Era una tarde bulliciosa en el gimnasio municipal de Taramundi. Las máquinas de pesas chirriaban sin cesar y el golpeteo de las zapatillas contra el suelo marcaba un ritmo casi flamenco.
Todo el mundo entrenaba con entusiasmo, todos, salvo por una persona: Ronaldo.
Ronaldo era el más fuerte y más presumido de todos los allí presentes. Con su camiseta ajustada y su sonrisa brillante, caminaba por el gimnasio mirando a los demás por encima del hombro.
Cada vez que alguien intentaba levantar una pesa o hacer una flexión, él se reía a carcajadas exageradas y decía: – ¡Deja que te enseñe cómo se hace de verdad!
Algunos se sentían tristes, otros enfadados, pero nadie decía nada.
Desde un rincón escondido detrás de la fuente de agua, Pesitos, un Magikito con un peto hecho de retales de vendas deportivas y zapatillas rotas, observaba la situación. No le gustaba ver que alguien usara su fuerza para humillar a los demás. Así que decidió intervenir.
Con un suave movimiento de sus diminutas manos, esparció una espesa crema invisible sobre los discos de pesas, las mancuernas, las pelotas de fitness y las barras. Su magia era sutil, pero poderosa.
Cuando Ronaldo fue a levantar su habitual barra de 100 kilos para impresionar a la chica que tenía al lado, algo extraño ocurrió. Puso toda su fuerza, pero la barra no se movió ni un centímetro. Volvió a intentarlo, rojo como un tomate, pero nada. Los demás, extrañados, se acercaron a probar. Una niña pequeña levantó la barra con facilidad, como si fuera de plástico.
Un señor mayor hizo malabares con ella. Todos rieron de alegría, no burlándose de Ronaldo, sino disfrutando juntos de lo divertido que era poder levantar tanto peso con esa facilidad.
Ronaldo, avergonzado, se sentó en un banco. Por primera vez en mucho tiempo, sintió lo que era tener menos fuerza que los demás.
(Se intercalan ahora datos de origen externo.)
//! Pure policy evaluation over a loaded [`PolicySnapshot`].
//!
//! The decision is a join filtered three ways: the user's organization must
//! own the object, the permission must be scoped to that same organization,
//! and the permission must cover the action on the object (explicitly or via
//! `applies_to_all` over the object's type). Overlapping grants compose by
//! union; there are no deny overrides. Absence of a match is denial.

use std::collections::HashSet;
use uuid::Uuid;

use super::relations::{ObjectRecord, PolicySnapshot};
use super::types::{Action, ObjectType};

impl PolicySnapshot {
    /// Whether the user may perform `action` on an existing object.
    ///
    /// `Create` never matches here: creation is granted per type, not per
    /// object, and is answered by [`can_create`](Self::can_create).
    pub fn can_perform(&self, object: &ObjectRecord, action: Action) -> bool {
        if action == Action::Create {
            return false;
        }
        if object.organization_id != self.user.organization_id {
            return false;
        }
        self.permissions.iter().any(|perm| {
            perm.action == action
                && perm.object_type == object.object_type
                && perm.organization_id == self.user.organization_id
                && (perm.applies_to_all || perm.object_ids.contains(&object.id))
        })
    }

    /// Whether the user may create objects of `object_type`.
    ///
    /// Only create grants scoped to the user's own organization count; a
    /// role may carry another organization's permission, but it never
    /// authorizes creation there.
    pub fn can_create(&self, object_type: ObjectType) -> bool {
        self.permissions.iter().any(|perm| {
            perm.action == Action::Create
                && perm.object_type == object_type
                && perm.organization_id == self.user.organization_id
        })
    }

    /// The subset of `objects` the user may read, as a set of ids.
    pub fn readable_objects<'a, I>(&self, objects: I) -> HashSet<Uuid>
    where
        I: IntoIterator<Item = &'a ObjectRecord>,
    {
        objects
            .into_iter()
            .filter(|object| self.can_perform(object, Action::Read))
            .map(|object| object.id)
            .collect()
    }
}

#[cfg(test)]
mod tests {
    use super::*;
    use crate::authz::relations::{GrantedPermission, UserRecord};

    fn snapshot(org: Uuid, permissions: Vec<GrantedPermission>) -> PolicySnapshot {
        PolicySnapshot {
            user: UserRecord {
                id: Uuid::new_v4(),
                auth0_id: "auth0|tester".to_string(),
                organization_id: org,
            },
            permissions,
        }
    }

    fn permission(
        org: Uuid,
        action: Action,
        object_type: ObjectType,
        applies_to_all: bool,
        object_ids: &[Uuid],
    ) -> GrantedPermission {
        GrantedPermission {
            id: Uuid::new_v4(),
            organization_id: org,
            action,
            object_type,
            applies_to_all,
            object_ids: object_ids.iter().copied().collect(),
        }
    }

    fn object(org: Uuid, object_type: ObjectType) -> ObjectRecord {
        ObjectRecord {
            id: Uuid::new_v4(),
            object_type,
            organization_id: org,
        }
    }

    #[test]
    fn type_wide_grant_covers_every_object_of_type() {
        let org = Uuid::new_v4();
        let snap = snapshot(
            org,
            vec![permission(org, Action::Read, ObjectType::Forecasts, true, &[])],
        );
        let fx = object(org, ObjectType::Forecasts);
        assert!(snap.can_perform(&fx, Action::Read));
        assert!(!snap.can_perform(&fx, Action::Update));
        assert!(!snap.can_perform(&fx, Action::Delete));
    }

    #[test]
    fn explicit_grant_covers_only_listed_objects() {
        let org = Uuid::new_v4();
        let listed = object(org, ObjectType::Observations);
        let unlisted = object(org, ObjectType::Observations);
        let snap = snapshot(
            org,
            vec![permission(
                org,
                Action::Read,
                ObjectType::Observations,
                false,
                &[listed.id],
            )],
        );
        assert!(snap.can_perform(&listed, Action::Read));
        assert!(!snap.can_perform(&unlisted, Action::Read));
    }

    #[test]
    fn grant_does_not_leak_across_object_types() {
        let org = Uuid::new_v4();
        let snap = snapshot(
            org,
            vec![permission(org, Action::Read, ObjectType::Forecasts, true, &[])],
        );
        assert!(!snap.can_perform(&object(org, ObjectType::Observations), Action::Read));
    }

    #[test]
    fn cross_organization_object_always_denied() {
        let org = Uuid::new_v4();
        let other_org = Uuid::new_v4();
        let snap = snapshot(
            org,
            vec![permission(org, Action::Read, ObjectType::Forecasts, true, &[])],
        );
        let foreign = object(other_org, ObjectType::Forecasts);
        for action in [Action::Read, Action::Update, Action::Delete] {
            assert!(!snap.can_perform(&foreign, action));
        }
    }

    #[test]
    fn foreign_permission_held_through_role_does_not_authorize() {
        // A role may be mapped to another organization's permission; the
        // grant must still be inert for this user.
        let org = Uuid::new_v4();
        let other_org = Uuid::new_v4();
        let snap = snapshot(
            org,
            vec![permission(
                other_org,
                Action::Read,
                ObjectType::Forecasts,
                true,
                &[],
            )],
        );
        assert!(!snap.can_perform(&object(org, ObjectType::Forecasts), Action::Read));
    }

    #[test]
    fn create_never_applies_to_an_existing_object() {
        let org = Uuid::new_v4();
        let snap = snapshot(
            org,
            vec![permission(org, Action::Create, ObjectType::Forecasts, true, &[])],
        );
        assert!(!snap.can_perform(&object(org, ObjectType::Forecasts), Action::Create));
        assert!(snap.can_create(ObjectType::Forecasts));
    }

    #[test]
    fn can_create_requires_same_organization_grant() {
        let org = Uuid::new_v4();
        let other_org = Uuid::new_v4();
        let snap = snapshot(
            org,
            vec![permission(
                other_org,
                Action::Create,
                ObjectType::Roles,
                true,
                &[],
            )],
        );
        assert!(!snap.can_create(ObjectType::Roles));
    }

    #[test]
    fn can_create_denied_for_ungranted_types() {
        let org = Uuid::new_v4();
        let snap = snapshot(
            org,
            vec![permission(org, Action::Create, ObjectType::Forecasts, true, &[])],
        );
        assert!(snap.can_create(ObjectType::Forecasts));
        for otype in [
            ObjectType::Observations,
            ObjectType::Sites,
            ObjectType::Aggregates,
            ObjectType::Users,
            ObjectType::Roles,
            ObjectType::Permissions,
            ObjectType::Mappings,
        ] {
            assert!(!snap.can_create(otype));
        }
    }

    #[test]
    fn overlapping_grants_compose_by_union() {
        let org = Uuid::new_v4();
        let fx = object(org, ObjectType::Forecasts);
        let snap = snapshot(
            org,
            vec![
                permission(org, Action::Read, ObjectType::Forecasts, false, &[fx.id]),
                permission(org, Action::Read, ObjectType::Forecasts, false, &[fx.id]),
            ],
        );
        assert!(snap.can_perform(&fx, Action::Read));
    }

    #[test]
    fn readable_objects_filters_and_dedups() {
        let org = Uuid::new_v4();
        let a = object(org, ObjectType::Forecasts);
        let b = object(org, ObjectType::Forecasts);
        let snap = snapshot(
            org,
            vec![
                permission(org, Action::Read, ObjectType::Forecasts, false, &[a.id]),
                // overlapping grant on the same object plus a type-wide one
                permission(org, Action::Read, ObjectType::Forecasts, true, &[]),
            ],
        );
        let objects = vec![a.clone(), b.clone(), a.clone()];
        let readable = snap.readable_objects(objects.iter());
        assert_eq!(readable, [a.id, b.id].into_iter().collect());
    }

    #[test]
    fn no_permissions_means_denial() {
        let org = Uuid::new_v4();
        let snap = snapshot(org, vec![]);
        let fx = object(org, ObjectType::Forecasts);
        for action in [Action::Create, Action::Read, Action::Update, Action::Delete] {
            assert!(!snap.can_perform(&fx, action));
        }
        assert!(snap.readable_objects(std::iter::empty()).is_empty());
    }
}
Y al ver que nadie se cachondeaba de él y que todos simplemente expresaban su felicidad, se dio cuenta de lo bonito que es compartir las cosas buenas.
Se levantó, respiró hondo y se acercó a un grupo de principiantes que trataban de hacer sentadillas.
– ¡Hola! – dijo con una sonrisa sincera. – ¿Queréis que os enseñe un truco para no dañaros las rodillas?
Desde ese día, Ronaldo se convirtió en el entrenador más paciente y motivador del gimnasio. Enseñaba a todos a su ritmo, celebraba sus pequeños logros y ya no necesitaba presumir para llamar la atención, porque igualmente ya todos le querían tal como era.
Pesitos, satisfecho, saltó a la cesta de balones para echarse una siesta, dejando una pequeña estela de luz y alegría a su paso. Su trabajo allí había terminado.
Porque a veces, un poquito de humildad basta para levantar mucho más que pesas: puede levantar el ánimo de quienes lo están intentando.